What this task involves:
Go through the entries below from the first line and output each one exactly, up to and including the line with "the call that".

[Working data — start]

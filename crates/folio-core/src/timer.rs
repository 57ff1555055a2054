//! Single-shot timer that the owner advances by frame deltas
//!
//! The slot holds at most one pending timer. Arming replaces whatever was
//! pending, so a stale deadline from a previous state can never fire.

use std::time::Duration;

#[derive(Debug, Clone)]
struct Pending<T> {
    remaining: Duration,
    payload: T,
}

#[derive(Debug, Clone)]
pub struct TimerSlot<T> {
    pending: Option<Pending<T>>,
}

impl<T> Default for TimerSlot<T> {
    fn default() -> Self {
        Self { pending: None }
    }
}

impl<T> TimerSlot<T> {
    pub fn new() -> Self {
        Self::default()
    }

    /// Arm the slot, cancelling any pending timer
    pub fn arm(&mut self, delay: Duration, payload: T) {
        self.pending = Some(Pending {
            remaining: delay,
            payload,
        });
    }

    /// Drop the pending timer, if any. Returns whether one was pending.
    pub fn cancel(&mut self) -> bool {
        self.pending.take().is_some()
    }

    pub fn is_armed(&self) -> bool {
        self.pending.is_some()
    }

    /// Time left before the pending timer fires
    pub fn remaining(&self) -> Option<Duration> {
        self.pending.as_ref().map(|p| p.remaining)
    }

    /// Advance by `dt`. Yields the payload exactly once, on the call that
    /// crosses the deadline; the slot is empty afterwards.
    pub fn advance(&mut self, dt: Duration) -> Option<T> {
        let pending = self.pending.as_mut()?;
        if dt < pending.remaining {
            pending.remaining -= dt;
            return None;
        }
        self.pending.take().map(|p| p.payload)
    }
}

[Working data — finish]

Exercise result:
filename crates/folio-core/src/timer.rs
repository 57ff1555055a2054
//! Single-shot timer that the owner advances by frame deltas
//!
//! The slot holds at most one pending timer. Arming replaces whatever was
//! pending, so a stale deadline from a previous state can never fire.

use std::time::Duration;

#[derive(Debug, Clone)]
struct Pending<T> {
    remaining: Duration,
    payload: T,
}

#[derive(Debug, Clone)]
pub struct TimerSlot<T> {
    pending: Option<Pending<T>>,
}

impl<T> Default for TimerSlot<T> {
    fn default() -> Self {
        Self { pending: None }
    }
}

impl<T> TimerSlot<T> {
    pub fn new() -> Self {
        Self::default()
    }

    /// Arm the slot, cancelling any pending timer
    pub fn arm(&mut self, delay: Duration, payload: T) {
        self.pending = Some(Pending {
            remaining: delay,
            payload,
        });
    }

    /// Drop the pending timer, if any. Returns whether one was pending.
    pub fn cancel(&mut self) -> bool {
        self.pending.take().is_some()
    }

    pub fn is_armed(&self) -> bool {
        self.pending.is_some()
    }

    /// Time left before the pending timer fires
    pub fn remaining(&self) -> Option<Duration> {
        self.pending.as_ref().map(|p| p.remaining)
    }

    /// Advance by `dt`. Yields the payload exactly once, on the call that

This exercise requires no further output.